Мое имя
В многочисленной группе людей я была одинока. И на все шесть лет жизни в секте практически забыла свое имя. Кроме тети Кати, по имени ко мне обращался мало кто и в очень редких случаях, когда я, по непонятным мне причинам, вдруг становилась «хорошей», «здоровой» – словом, «попадала в милость». Обычно же взрослые либо обращались ко мне по фамилии, либо давали разные странные прозвища. Это звучало как шутка, даже, может быть, добрая, но мне всегда чудилась в этом какая-то унизительная ирония. И мы, дети, повторяя за взрослыми, тоже часто обращались друг к другу не по именам, а с какими-то глупыми дразнилками.
Если мне все-таки случалось услышать свое имя – Аня, – я каждый раз вздрагивала, так это было непривычно. Каждый раз я думала: а что случилось? Почему вдруг я – Аня? Не говно, не лахудра, не жопа, не чедия, не чедиюшка, не псевдоинтеллигенция, не больная, не злобная сволочь, не грязная тварь, как меня обычно называли, а Аня.

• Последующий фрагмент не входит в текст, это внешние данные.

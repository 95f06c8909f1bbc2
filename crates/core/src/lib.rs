//! Core library for Trellis
//!
//! Builds Gantt timelines from issue tracker tickets: the parent/child
//! hierarchy, the date axis for a view, and bar geometry as percentages of the
//! axis width. Also sorts tickets into due-date reminder buckets and formats
//! them as Discord messages.
//!
//! Everything here is synchronous and pure apart from [`source`], which reads
//! ticket files.

pub mod axis;
pub mod due_dates;
pub mod error;
pub mod geometry;
pub mod hierarchy;
pub mod layout;
pub mod models;
pub mod notification;
pub mod source;

pub use axis::{DateAxis, Granularity, ProjectRange, ViewConfig, ViewMode, YearMonth};
pub use due_dates::{
    DEFAULT_CLOSED_STATUS_IDS, DueDateBuckets, DueDateStats, categorize_due_dates, days_overdue,
};
pub use error::{CoreError, CoreResult};
pub use geometry::{BarGeometry, TicketBars, actual_bar, planned_bar};
pub use hierarchy::{PreOrder, TicketNode, build_hierarchy};
pub use layout::{ExpansionState, TimelineLayout, VisibleRow, filter_for_view, flatten};
pub use models::{Ticket, TicketId, TicketStatus, parse_issues};
pub use notification::{DiscordPayload, UserMapping, format_due_date_notification};
pub use source::{JsonFileSource, LoadedTickets, MockSource, SourceConfig, TicketSource};

static_assertions::assert_impl_all!(Ticket: Send, Sync, Clone);
static_assertions::assert_impl_all!(TimelineLayout: Send, Sync);
static_assertions::assert_impl_all!(DueDateBuckets: Send, Sync);
static_assertions::assert_impl_all!(CoreError: Send, Sync);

Вот так, через такие, казалось бы, мелочи, дети полностью утрачивают свою идентичность – гордость за себя, свое имя, род, семью. Гордость, а значит, и ответственность.
Мой первый и последний друг
В нашу квартиру на Лахути, которая теперь стала коммуной, привозили все новых детей – от пяти до шестнадцати лет. Это были самые разные дети. Я ни с кем не была близка, но один человек мне хорошо запомнился.
Однажды к нам приехал мальчик лет двенадцати. Мы с ним подружились. Тогда и случился первый мой «мордобой» – боевое крещение во взрослую жизнь. Мне сказали определенно, что я блядь, что я развращаю мальчика, что я затаскиваю его под стол и там с ним ебусь.
Мат там поощрялся всегда; говорили, что это язык трудовых людей, а не «псевдоинтеллигенции».
Со мной проводились долгие публичные беседы в очень резкой форме. Сейчас-то я могу со всей ответственностью сказать, что мысли о сексе у меня появились много-много лет спустя, годам к двадцати; тогда же я даже не понимала значения матерных слов. Я попала в опалу, и меня травили, как зверька, все от мала до велика. Устроили бойкот и обращались как с рабыней. Я повиновалась и изо всех сил старалась «улучшиться».
Выбора у меня не было. Бабушка была полностью с ними. Мама с папой далеко и, как мне говорили, тоже очень больны; пока их не вылечат, я к ним вернуться не могу, потому что умру.
Был еще дедушка. Но он категорически отказывался поддерживать идеи коллектива, поэтому мне говорили, что он психически неполноценный человек и доверять ему никак нельзя. Но я, честно говоря, всегда сомневалась в том, что с дедушкой что-то не так. А вот тому, что говорили про родителей, я верила. Они же сами меня туда отдали и не забирают.
С тех пор как одну из моих первых привязанностей прервали таким образом, у меня пропало желание с кем-либо сближаться.
– На сколько баллов злоба?
– На 9.
– А протест?
– На 9.
– Очень хорошо. Давай лечить.
Как меня убеждали, что у меня голоса и галлюцинации
Психологи и педагоги, которые меня лечили (а лечили меня постоянно), кроме вопроса о том, на сколько баллов у меня агрессия и сопротивление, задавали еще вопросы о моих галлюцинациях и голосах. На первый вопрос я привычно отвечала «7–10 баллов» – до лечения; а после лечения, когда мне делали контрольный тест, чтобы увидеть динамику, я, конечно, говорила, что агрессии у меня балла на 2–3 меньше. Не помню, чтобы я хоть раз решилась сказать, что агрессии у меня нет вовсе.
Одной из самых важных составляющих учения Главного была уверенность, что у всех психически больных людей обязательно бывают зрительные и слуховые галлюцинации. Я никогда толком не знала, что это означает, но поскольку меня спрашивали, есть ли это у меня, на всякий случай соглашалась. Когда меня просили их описать, я не знала, что сказать. За зрительные галлюцинации я принимала свои фантазии. А за голоса – те звуки, которые слышала, и, конечно, они были реальными. Помнится, я даже хотела это испытать, ведь именно этого от меня ждали. Специально прислушивалась к себе, но, к моему разочарованию, мне нечем было обрадовать взрослых в белых халатах.